Somos o no somos hermanos
Somos ocho en la pieza.
Tengo catorce años y duermo con mi hermana.
Sus muslos contra el pecho esperan
un portazo. Tirita el vidrio
como dos ojos que resisten algo.
A veces junto mis pestañas y las abro de golpe
para que se descuide nuevamente.
Firme aquí: mi firma es redonda y fina
Hace justo un año fui testigo contra mi marido por abusos sexuales de otra.
Desde entonces Carabineros ronda por mi casa
pues su hermana juró vengarse. Él está preso
y así esposado viene a la audiencia de divorcio.
Los niños querían acompañarme para verlo, porque lo aman tanto como yo.
Si me ensucio, ahí no es donde me limpio: me interesa la limpieza del paño.
Me duele ver de pie al gendarme y a espaldas de mi esposo, ojalá nadie pase por aquí.
No quiero rearmar mi vida. Yo me miré al espejo esta mañana y lloré.

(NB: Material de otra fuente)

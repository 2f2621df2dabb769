//! Card template and list renderer.
//!
//! One [`NewsItem`] becomes one `.wrapper` fragment linking to the detail
//! page; the list renderer concatenates fragments in input order inside a
//! single `.news-widget-container` element.
//!
//! Title, message and image URL are interpolated verbatim unless
//! [`RenderOptions::escape_html`] is set, so the backend data is trusted
//! markup by default. When escaping, the image URL is also percent-encoded
//! so it cannot leave the quoted CSS `url('...')`.

use crate::dates::{DateStyle, format_publish_date};
use crate::models::NewsItem;
use crate::query::BaseUrl;
use crate::slug::slugify;
use chrono::{FixedOffset, Offset, Utc};
use itertools::Itertools;
use std::borrow::Cow;
use tracing::debug;

/// Header image used when an item has no `img_url`.
pub const DEFAULT_IMAGE: &str = "./news-default.jpg";

/// Path segment between the base URL and `{id}/{slug}` in card links.
pub const DETAIL_PATH: &str = "app/nos-actualites";

pub const CONTAINER_CLASS: &str = "news-widget-container";

/// Presentation knobs that do not change the markup structure.
#[derive(Debug, Clone, PartialEq)]
pub struct RenderOptions {
    pub default_image: String,
    pub date_style: DateStyle,
    /// Viewer's UTC offset, used to pick the calendar day.
    pub utc_offset: FixedOffset,
    pub escape_html: bool,
}

impl Default for RenderOptions {
    fn default() -> Self {
        Self {
            default_image: DEFAULT_IMAGE.to_string(),
            date_style: DateStyle::default(),
            utc_offset: Utc.fix(),
            escape_html: false,
        }
    }
}

/// Maps news items to card markup for one base URL.
#[derive(Debug, Clone)]
pub struct CardTemplate {
    base_url: BaseUrl,
    options: RenderOptions,
}

impl CardTemplate {
    pub fn new(base_url: BaseUrl, options: RenderOptions) -> Self {
        Self { base_url, options }
    }

    pub fn base_url(&self) -> &BaseUrl {
        &self.base_url
    }

    /// `{base}/app/nos-actualites/{id}/{slug(title)}`
    pub fn detail_link(&self, item: &NewsItem) -> String {
        format!(
            "{}/{}/{}/{}",
            self.base_url,
            DETAIL_PATH,
            item.id,
            slugify(&item.title)
        )
    }

    fn text<'a>(&self, raw: &'a str) -> Cow<'a, str> {
        if self.options.escape_html {
            html_escape::encode_text(raw)
        } else {
            Cow::Borrowed(raw)
        }
    }

    fn attribute<'a>(&self, raw: &'a str) -> Cow<'a, str> {
        if self.options.escape_html {
            html_escape::encode_quoted_attribute(raw)
        } else {
            Cow::Borrowed(raw)
        }
    }

    /// Image URL for the header's inline `background-image`.
    fn css_url<'a>(&self, raw: &'a str) -> Cow<'a, str> {
        if !self.options.escape_html {
            return Cow::Borrowed(raw);
        }
        let encoded = css_url_safe(raw);
        Cow::Owned(html_escape::encode_quoted_attribute(&encoded).into_owned())
    }

    /// Render a single card.
    pub fn render_card(&self, item: &NewsItem) -> String {
        let href = self.detail_link(item);
        let image = item.image_or(&self.options.default_image);
        let published = format_publish_date(
            item.publish_at.as_ref(),
            self.options.date_style,
            self.options.utc_offset,
        );

        format!(
            r#"
<div class="wrapper">
  <a class="link" href="{href}">
    <div class="public-card">
      <header class="public-card__header" style="background-image: url('{image}')">
        <div class="public-card__tag-infos">
          <p class="public-card__publish-at">{published}</p>
        </div>
      </header>
      <section class="public-card__body">
        <p class="public-card__title">{title}</p>
        <div class="public-card__content">{message}</div>
      </section>
    </div>
  </a>
</div>
"#,
            href = self.attribute(&href),
            image = self.css_url(image),
            title = self.text(&item.title),
            message = self.text(item.message_text()),
        )
    }

    /// Render every item, in order, inside one grid container.
    ///
    /// An empty slice yields an empty container.
    pub fn render_list(&self, items: &[NewsItem]) -> String {
        debug!(count = items.len(), base_url = %self.base_url, "Rendering news cards");
        let cards = items.iter().map(|item| self.render_card(item)).join("");
        format!(r#"<div class="{CONTAINER_CLASS}">{cards}</div>"#)
    }
}

/// Percent-encode the characters that end a quoted CSS `url()` token or
/// start an escape inside it. Everything else, `%` included, is kept.
fn css_url_safe(raw: &str) -> Cow<'_, str> {
    let needs_encoding =
        |c: char| matches!(c, '\'' | '"' | '(' | ')' | '\\') || c.is_whitespace() || c.is_control();
    if !raw.contains(needs_encoding) {
        return Cow::Borrowed(raw);
    }
    let mut out = String::with_capacity(raw.len() + 8);
    for c in raw.chars() {
        if needs_encoding(c) {
            let mut buf = [0u8; 4];
            for byte in c.encode_utf8(&mut buf).bytes() {
                out.push_str(&format!("%{byte:02X}"));
            }
        } else {
            out.push(c);
        }
    }
    Cow::Owned(out)
}

#[cfg(test)]
mod tests {
    use super::*;
    use crate::models::{NewsId, PublishAt};
    use scraper::{Html, Selector};

    fn item(id: i64, title: &str, img_url: Option<&str>) -> NewsItem {
        NewsItem {
            id: NewsId::Number(id),
            title: title.to_string(),
            message: Some("Hello".to_string()),
            img_url: img_url.map(str::to_string),
            publish_at: Some(PublishAt::Text("2024-01-15T00:00:00Z".to_string())),
        }
    }

    fn template(escape_html: bool) -> CardTemplate {
        CardTemplate::new(
            BaseUrl::parse("https://example.com").unwrap(),
            RenderOptions {
                escape_html,
                ..RenderOptions::default()
            },
        )
    }

    fn select_all(html: &str, selector: &str) -> Vec<String> {
        let doc = Html::parse_fragment(html);
        let sel = Selector::parse(selector).unwrap();
        doc.select(&sel)
            .map(|el| el.text().collect::<String>())
            .collect()
    }

    fn header_styles(html: &str) -> Vec<String> {
        let doc = Html::parse_fragment(html);
        let sel = Selector::parse("header.public-card__header").unwrap();
        doc.select(&sel)
            .filter_map(|el| el.value().attr("style").map(str::to_string))
            .collect()
    }

    fn hrefs(html: &str) -> Vec<String> {
        let doc = Html::parse_fragment(html);
        let sel = Selector::parse("a.link").unwrap();
        doc.select(&sel)
            .filter_map(|el| el.value().attr("href").map(str::to_string))
            .collect()
    }

    #[test]
    fn test_detail_link() {
        let news = item(7, "Big News!", Some(""));
        assert_eq!(
            template(false).detail_link(&news),
            "https://example.com/app/nos-actualites/7/big_news"
        );
    }

    #[test]
    fn test_card_contents() {
        let html = template(false).render_card(&item(7, "Big News!", Some("")));
        assert_eq!(
            hrefs(&html),
            vec!["https://example.com/app/nos-actualites/7/big_news"]
        );
        assert_eq!(select_all(&html, ".public-card__title"), vec!["Big News!"]);
        assert_eq!(select_all(&html, ".public-card__content"), vec!["Hello"]);
        assert_eq!(
            select_all(&html, ".public-card__publish-at"),
            vec!["1/15/2024"]
        );
    }

    #[test]
    fn test_default_image_when_missing_or_empty() {
        let t = template(false);
        for news in [item(1, "A", None), item(1, "A", Some(""))] {
            let html = t.render_card(&news);
            assert!(html.contains("background-image: url('./news-default.jpg')"));
        }
    }

    #[test]
    fn test_given_image_verbatim() {
        let html =
            template(false).render_card(&item(1, "A", Some("https://cdn.example.com/x.jpg?w=300")));
        assert!(html.contains("background-image: url('https://cdn.example.com/x.jpg?w=300')"));
        assert!(!html.contains("news-default.jpg"));
    }

    #[test]
    fn test_custom_default_image() {
        let t = CardTemplate::new(
            BaseUrl::parse("https://example.com").unwrap(),
            RenderOptions {
                default_image: "./styles/news-default.jpg".to_string(),
                ..RenderOptions::default()
            },
        );
        assert!(t.render_card(&item(1, "A", None)).contains("url('./styles/news-default.jpg')"));
    }

    #[test]
    fn test_empty_list_is_empty_container() {
        let html = template(false).render_list(&[]);
        assert_eq!(html, r#"<div class="news-widget-container"></div>"#);
        assert!(select_all(&html, ".wrapper").is_empty());
    }

    #[test]
    fn test_list_preserves_order() {
        let items = vec![
            item(3, "Charlie", None),
            item(1, "Alpha", None),
            item(2, "Bravo", None),
        ];
        let html = template(false).render_list(&items);
        assert_eq!(
            select_all(&html, ".news-widget-container .public-card__title"),
            vec!["Charlie", "Alpha", "Bravo"]
        );
        assert_eq!(
            hrefs(&html),
            vec![
                "https://example.com/app/nos-actualites/3/charlie",
                "https://example.com/app/nos-actualites/1/alpha",
                "https://example.com/app/nos-actualites/2/bravo",
            ]
        );
    }

    #[test]
    fn test_markup_is_trusted_by_default() {
        let mut news = item(1, "<b>Bold</b>", None);
        news.message = Some("<p>Body</p>".to_string());
        let html = template(false).render_card(&news);
        assert!(html.contains("<b>Bold</b>"));
        assert!(html.contains("<p>Body</p>"));
    }

    #[test]
    fn test_escape_html_option() {
        let mut news = item(1, "<script>alert(1)</script>", Some("x') ; background: red; ('"));
        news.message = Some("Tom & Jerry <3".to_string());
        let html = template(true).render_card(&news);
        assert!(!html.contains("<script>"));
        assert!(html.contains("&lt;script&gt;"));
        assert!(html.contains("Tom &amp; Jerry &lt;3"));
    }

    #[test]
    fn test_escaped_image_stays_inside_css_url() {
        let news = item(1, "A", Some("x') ; background: red; ('"));
        let styles = header_styles(&template(true).render_card(&news));
        assert_eq!(
            styles,
            vec!["background-image: url('x%27%29%20;%20background:%20red;%20%28%27')"]
        );
        assert_eq!(styles[0].matches('\'').count(), 2);

        let news = item(1, "A", Some(r#"a.jpg" onmouseover="alert(1)"#));
        let styles = header_styles(&template(true).render_card(&news));
        assert_eq!(
            styles,
            vec!["background-image: url('a.jpg%22%20onmouseover=%22alert%281%29')"]
        );
    }

    #[test]
    fn test_escaped_plain_image_unchanged() {
        let news = item(1, "A", Some("https://cdn.example.com/x.jpg?w=300&h=200"));
        let html = template(true).render_card(&news);
        assert_eq!(
            header_styles(&html),
            vec!["background-image: url('https://cdn.example.com/x.jpg?w=300&h=200')"]
        );
        assert!(html.contains("x.jpg?w=300&amp;h=200"));
    }

    #[test]
    fn test_missing_publish_date_still_renders_card() {
        let mut news = item(5, "Undated", None);
        news.publish_at = None;
        let html = template(false).render_card(&news);
        assert_eq!(
            select_all(&html, ".public-card__publish-at"),
            vec![crate::dates::INVALID_DATE]
        );
        assert_eq!(select_all(&html, ".public-card__title"), vec!["Undated"]);
    }
}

Vine tarde a la audiencia. Quién sabe si se suspendía,
como el almuerzo cuando él no llegaba.
Datos vitales
Enrique Winter (Santiago de Chile, 1982) ha publicado Atar las Naves (2003. Premio Festival de Todas las Artes Víctor Jara) y un anticipo de Rascacielos (2006. Beca del Consejo del Libro y la Lectura) en Santiago, y Rascacielos (2008) en Ciudad de México. Integra discos, revistas y antologías continentales. Es editor de Ediciones del Temple, director de la revista Hemiclo y abogado. Reside en Valparaíso.